An unfortunate amendment to the latest version, though, may sink the bill, or render it unhelpful to increasing the supply of housing.
Following on Donald Trump’s rhetoric about banning hedge funds from owning single-family homes, the House bill included a provision that effectively bans financial institutions from building rental houses. The builders would be required to sell a home within seven years of building it.
Blocking one economic model of home-building will result in less home-building.
Meanwhile, politicians of both parties are advancing measures that would make family homes harder to come by.

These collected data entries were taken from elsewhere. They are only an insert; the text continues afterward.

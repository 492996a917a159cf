use scrub_dom::{Document, NodeId};

use crate::literal::render_literal;
use crate::policy::{parent_of_rejected, Policy};
use crate::sanitizer::{Disposition, Sanitizer};

/// Replaces rejected nodes by a text node holding their literal markup, so
/// the markup shows up as text in the output.
pub struct Escape<'s> {
    sanitizer: &'s Sanitizer,
}

impl<'s> Escape<'s> {
    pub fn new(sanitizer: &'s Sanitizer) -> Self {
        Self { sanitizer }
    }
}

impl Policy for Escape<'_> {
    fn apply(&mut self, doc: &mut Document, node: NodeId) -> Disposition {
        if self.sanitizer.evaluate(doc, node) == Disposition::Allow {
            return Disposition::Allow;
        }
        if parent_of_rejected(doc, node).is_some() {
            let literal = render_literal(doc, node);
            let replacement = doc.create_text(literal);
            doc.insert_before(replacement, node);
            doc.remove(node);
        }
        Disposition::Reject
    }
}
//! Whitelist based markup sanitizer.
//!
//! A parsed [`Document`] is walked by [`traverse`] and every node is handed
//! to a [`Policy`]. The built-in policies ask a [`Sanitizer`] whether a node
//! may stay, which also cleans the attributes of allowed elements, and deal
//! with rejected nodes in their own way:
//!
//! ```
//! assert_eq!("foobarbaz", scrub::scrub_fragment("foo<invalid>bar</invalid>baz").unwrap());
//! assert_eq!(
//!     "foo&lt;invalid&gt;bar&lt;/invalid&gt;baz",
//!     scrub::escape_fragment("foo<invalid>bar</invalid>baz").unwrap()
//! );
//! ```
//!
//! Sanitizing never fails. Only configuration and parsing report errors.

use scrub_dom::{Document, NodeId};
pub use scrub_writer::Syntax;

pub mod attributes;
pub mod css;
mod error;
pub mod literal;
mod options;
pub mod policy;
pub mod rules;
pub mod sanitizer;
pub mod serialize;
pub mod traverse;
pub mod uri;
mod whitelist;

pub use crate::attributes::AttributeScan;
pub use crate::error::{ConfigError, Error, Result};
pub use crate::options::Options;
pub use crate::policy::{policy_fn, Policy, PolicyName};
pub use crate::sanitizer::{Disposition, Sanitizer};
pub use crate::traverse::{traverse, Direction};
pub use crate::whitelist::{RawWhitelist, Whitelist};

/// Parses, sanitizes and serializes markup with one configuration.
#[derive(Clone, Debug)]
pub struct Scrubber {
    policy: PolicyName,
    direction: Direction,
    syntax: Syntax,
    sanitizer: Sanitizer,
}

impl Default for Scrubber {
    fn default() -> Self {
        Self::new(Options::default())
    }
}

impl Scrubber {
    pub fn new(options: Options) -> Self {
        let mut sanitizer = options.policy.default_sanitizer();
        if let Some(whitelist) = options.whitelist {
            sanitizer.set_whitelist(whitelist);
        }
        sanitizer.set_attribute_scan(options.attribute_scan);
        Self {
            policy: options.policy,
            direction: options.direction,
            syntax: options.syntax,
            sanitizer,
        }
    }

    /// Looks up policy and direction by name, failing before anything is
    /// parsed.
    pub fn from_names(policy: &str, direction: &str) -> std::result::Result<Self, ConfigError> {
        let policy = policy.parse()?;
        let direction = direction.parse()?;
        Ok(Self::new(Options::new(policy).with_direction(direction)))
    }

    pub fn policy(&self) -> PolicyName {
        self.policy
    }

    pub fn direction(&self) -> Direction {
        self.direction
    }

    pub fn sanitizer(&self) -> &Sanitizer {
        &self.sanitizer
    }

    pub fn set_whitelist(&mut self, whitelist: Whitelist) {
        self.sanitizer.set_whitelist(whitelist);
    }

    pub fn whitelist(&self) -> Option<&Whitelist> {
        self.sanitizer.whitelist()
    }

    /// Sanitizes every top-level node of `doc` in place.
    pub fn scrub(&self, doc: &mut Document) {
        let mut policy = self.policy.build(&self.sanitizer);
        let top_level = doc.children(doc.root()).to_vec();
        for node in top_level {
            traverse(doc, node, &mut policy, self.direction);
        }
    }

    /// Sanitizes mixed content and returns the cleaned content.
    pub fn scrub_fragment(&self, input: &str) -> Result<String> {
        log::debug!("scrubbing fragment with {} policy", self.policy);
        let mut doc = scrub_dom::parse_fragment(input)?;
        self.scrub(&mut doc);
        Ok(match find_body(&doc) {
            Some(body) => serialize::inner_markup(&doc, body, self.syntax),
            None => String::new(),
        })
    }

    /// Sanitizes a complete document.
    pub fn scrub_document(&self, input: &str) -> Result<String> {
        log::debug!("scrubbing document with {} policy", self.policy);
        let mut doc = scrub_dom::parse(input)?;
        self.scrub(&mut doc);
        Ok(serialize::to_markup(&doc, doc.root(), self.syntax))
    }
}

fn find_child(doc: &Document, parent: NodeId, name: &str) -> Option<NodeId> {
    doc.children(parent)
        .iter()
        .copied()
        .find(|&child| doc.element(child).map(|element| element.name()) == Some(name))
}

fn find_body(doc: &Document) -> Option<NodeId> {
    let html = find_child(doc, doc.root(), "html")?;
    find_child(doc, html, "body")
}

/// Strips all markup, keeping the text.
pub fn scrub_fragment(input: &str) -> Result<String> {
    Scrubber::default().scrub_fragment(input)
}

/// Turns rejected markup into visible text.
pub fn escape_fragment(input: &str) -> Result<String> {
    Scrubber::new(Options::new(PolicyName::Escape)).scrub_fragment(input)
}
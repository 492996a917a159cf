use std::str::Utf8Error;

pub type Result<T> = std::result::Result<T, Error>;

#[derive(Debug, thiserror::Error)]
#[error("{reason} at offset {offset}")]
pub struct Error {
    offset: usize,
    pub(crate) reason: Reason,
}

impl Error {
    pub fn new(offset: usize, reason: Reason) -> Self {
        Self { offset, reason }
    }

    pub fn offset(&self) -> usize {
        self.offset
    }

    pub fn reason(&self) -> &Reason {
        &self.reason
    }
}

#[derive(Debug, thiserror::Error)]
pub enum Reason {
    #[error("syntax error: {0}")]
    Syntax(String),
    #[error("UTF-8 error: {0}")]
    Utf8(#[from] Utf8Error),
    #[error("unexpected end of file")]
    UnexpectedEof,
    #[error("expected </{expected}> but got </{found}>")]
    EndEventMismatch { expected: String, found: String },
    #[error("unexpected doctype")]
    UnexpectedDocType,
    #[error("xml decl not at start of file")]
    UnexpectedDecl,
    #[error("trailing content")]
    TrailingContent,
    #[error("missing root element")]
    MissingRoot,
}
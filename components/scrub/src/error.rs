/// Invalid setup, reported before any node is touched.
#[derive(Debug, Clone, PartialEq, Eq, thiserror::Error)]
pub enum ConfigError {
    #[error("invalid traversal direction {0:?}, use \"top_down\" or \"bottom_up\"")]
    InvalidDirection(String),
    #[error("unknown policy {0:?}, use one of \"strip\", \"escape\", \"prune\" or \"cull\"")]
    UnknownPolicy(String),
}

#[derive(Debug, thiserror::Error)]
pub enum Error {
    #[error(transparent)]
    Config(#[from] ConfigError),
    #[error("unable to parse markup: {0}")]
    Parse(#[from] scrub_dom::Error),
}

pub type Result<T> = std::result::Result<T, Error>;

Many counties give senior citizens a special property tax exemption, and many states are pushing to abolish all property taxes. Both of these policies make homes more expensive and reduce the incentive of empty-nesters to sell.
A key driver of the current housing shortage in many places is senior citizens’ reluctance to sell. This, interestingly, is one reason that even small apartments could help families: If a town makes small, nice, modern apartments in such quantity that they are affordable, more elderly residents might sell their 3-bedrooms, increasing the supply of family homes for newlyweds or families with young kids.
HOUSING IS THE AFFORDABILITY ISSUE THAT COULD COST THE GOP IN 2026
There are a hundred question marks here, because this is somewhat new territory. Nevertheless, simply asking these questions and exploring these policies represents progress. If we ask what housing policies and mixes will give us more families, we are taking a side. Some libertarians, economists, or social liberals are uneasy with that. It’s not neutral. It discriminates in favor of marriage and parents.
But what we need now is more families and bigger families, and so we shouldn’t be afraid to take the side of marriage and babies.